Investing.com – One of America’s largest investment banks, J.P. Morgan, will be in a major crisis if new events (a black swan) or any crisis push up nearly $1,000 in the coming weeks and months.
This rise will dive into JPMorgan Chase because of the large number of short positions in gold derivatives. Dr. Stephen Lipp, one of the world’s top money managers, says that JPMorgan’s gold derivatives short positions are so large that they potentially exceed the bank’s total available assets.
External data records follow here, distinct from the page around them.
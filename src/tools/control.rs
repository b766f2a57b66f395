//! 流程控制工具：完成任务 / 委派给其他智能体
//!
//! 二者本身不做任何事，只把模型的意图变成可检查的工具调用：
//! 完成工具使 ToolExecutor 截断本批次；委派工具由驱动循环解释为 NextAction::Delegate。

use async_trait::async_trait;
use serde_json::Value;

use crate::tools::{ParamSchema, ParamSpec, ParamType, Tool};

pub const COMPLETION_TOOL: &str = "attempt_completion";
pub const DELEGATE_TOOL: &str = "delegate_task";

/// 宣告任务完成，result 为最终答复
pub struct AttemptCompletionTool;

#[async_trait]
impl Tool for AttemptCompletionTool {
    fn name(&self) -> &str {
        COMPLETION_TOOL
    }

    fn description(&self) -> &str {
        "Signal that the task is complete. Args: {\"result\": \"final answer for the user\"}"
    }

    fn parameters_schema(&self) -> ParamSchema {
        ParamSchema::new().field(
            "result",
            ParamSpec::new(ParamType::String)
                .required()
                .describe("final answer presented to the user"),
        )
    }

    async fn execute(&self, args: Value) -> Result<String, String> {
        Ok(args
            .get("result")
            .and_then(|v| v.as_str())
            .unwrap_or_default()
            .to_string())
    }
}

/// 把子任务交给另一个智能体
pub struct DelegateTaskTool;

#[async_trait]
impl Tool for DelegateTaskTool {
    fn name(&self) -> &str {
        DELEGATE_TOOL
    }

    fn description(&self) -> &str {
        "Hand the task over to another agent. Args: {\"agent\": \"target agent\", \"task\": \"what it should do\"}"
    }

    fn parameters_schema(&self) -> ParamSchema {
        ParamSchema::new()
            .field(
                "agent",
                ParamSpec::new(ParamType::String).required().length(Some(1), None),
            )
            .field("task", ParamSpec::new(ParamType::String).required())
    }

    async fn execute(&self, args: Value) -> Result<String, String> {
        let agent = args.get("agent").and_then(|v| v.as_str()).unwrap_or_default();
        Ok(format!("Delegation to {agent} recorded"))
    }
}

#[cfg(test)]
mod tests {
    use super::*;
    use serde_json::json;

    #[tokio::test]
    async fn test_completion_returns_result() {
        let out = AttemptCompletionTool
            .execute(json!({"result": "done"}))
            .await
            .unwrap();
        assert_eq!(out, "done");
    }

    #[test]
    fn test_delegate_requires_agent() {
        let schema = DelegateTaskTool.parameters_schema();
        assert!(schema.validate(&json!({"task": "x"})).is_err());
        assert!(schema.validate(&json!({"agent": "ResearchAgent", "task": "x"})).is_ok());
    }
}
//! 可观测性：日志默认 info，可通过 RUST_LOG 覆盖

use tracing_subscriber::{fmt, prelude::*, EnvFilter};

pub fn init() {
    let filter = EnvFilter::try_from_default_env().unwrap_or_else(|_| EnvFilter::new("info"));
    // 重复初始化（例如测试中）时忽略
    let _ = tracing_subscriber::registry()
        .with(filter)
        .with(fmt::layer())
        .try_init();
}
It is a very dangerous situation for the giant American bank.
Lieb added that the exposure of a large bank such as JPMorgan to gold is very huge, even if it is not a secret of its own, but it is a secret known to all that JPMorgan has short-selling positions against gold derivatives, which they were previously punished for, but they continue to try Control the prices of the yellow metal with all their might.
Short selling.. How to profit when gold falls?
When a stock or commodity is sold short, the short seller is on the hook to deliver that stock or commodity at a later date. The goal is to make a profit between the current price and the lower price in the future. In this case, JPMorgan appears to be shorting the precious metal using derivatives, keeping it artificially low.
“I mean, when you look at JPMorgan’s short positions in these derivatives, you can imagine their gold positions, which I think outweigh the company’s assets overall,” Leib asks.
And if gold rose unexpectedly, at this moment one of America’s largest banks would be in great danger. Lieb says he suspects that JPMorgan knows the extent of the threat its short positions pose. After all, a short sale deal comes with unlimited risk, which means that the bank could get into serious trouble once the markets discover the true price of gold.
Why doesn’t gold take off to $3,000?
Lieb said in his speech on the King World News program that this is the secret of the fact that gold did not rise strongly above $ 2000, nor was it able to exceed $ 30. He says that is mainly related to the amount of shorting by major US banks against the yellow metal. And if you ask yourself how they manage to maintain the massive short-selling positions against the yellow metal, Lip’s answer is that the US Federal Reserve is the one who finances its primary traders, as the huge banks control the work of the US Federal Reserve, which never wants to maintain certain levels of gold and maintain American too.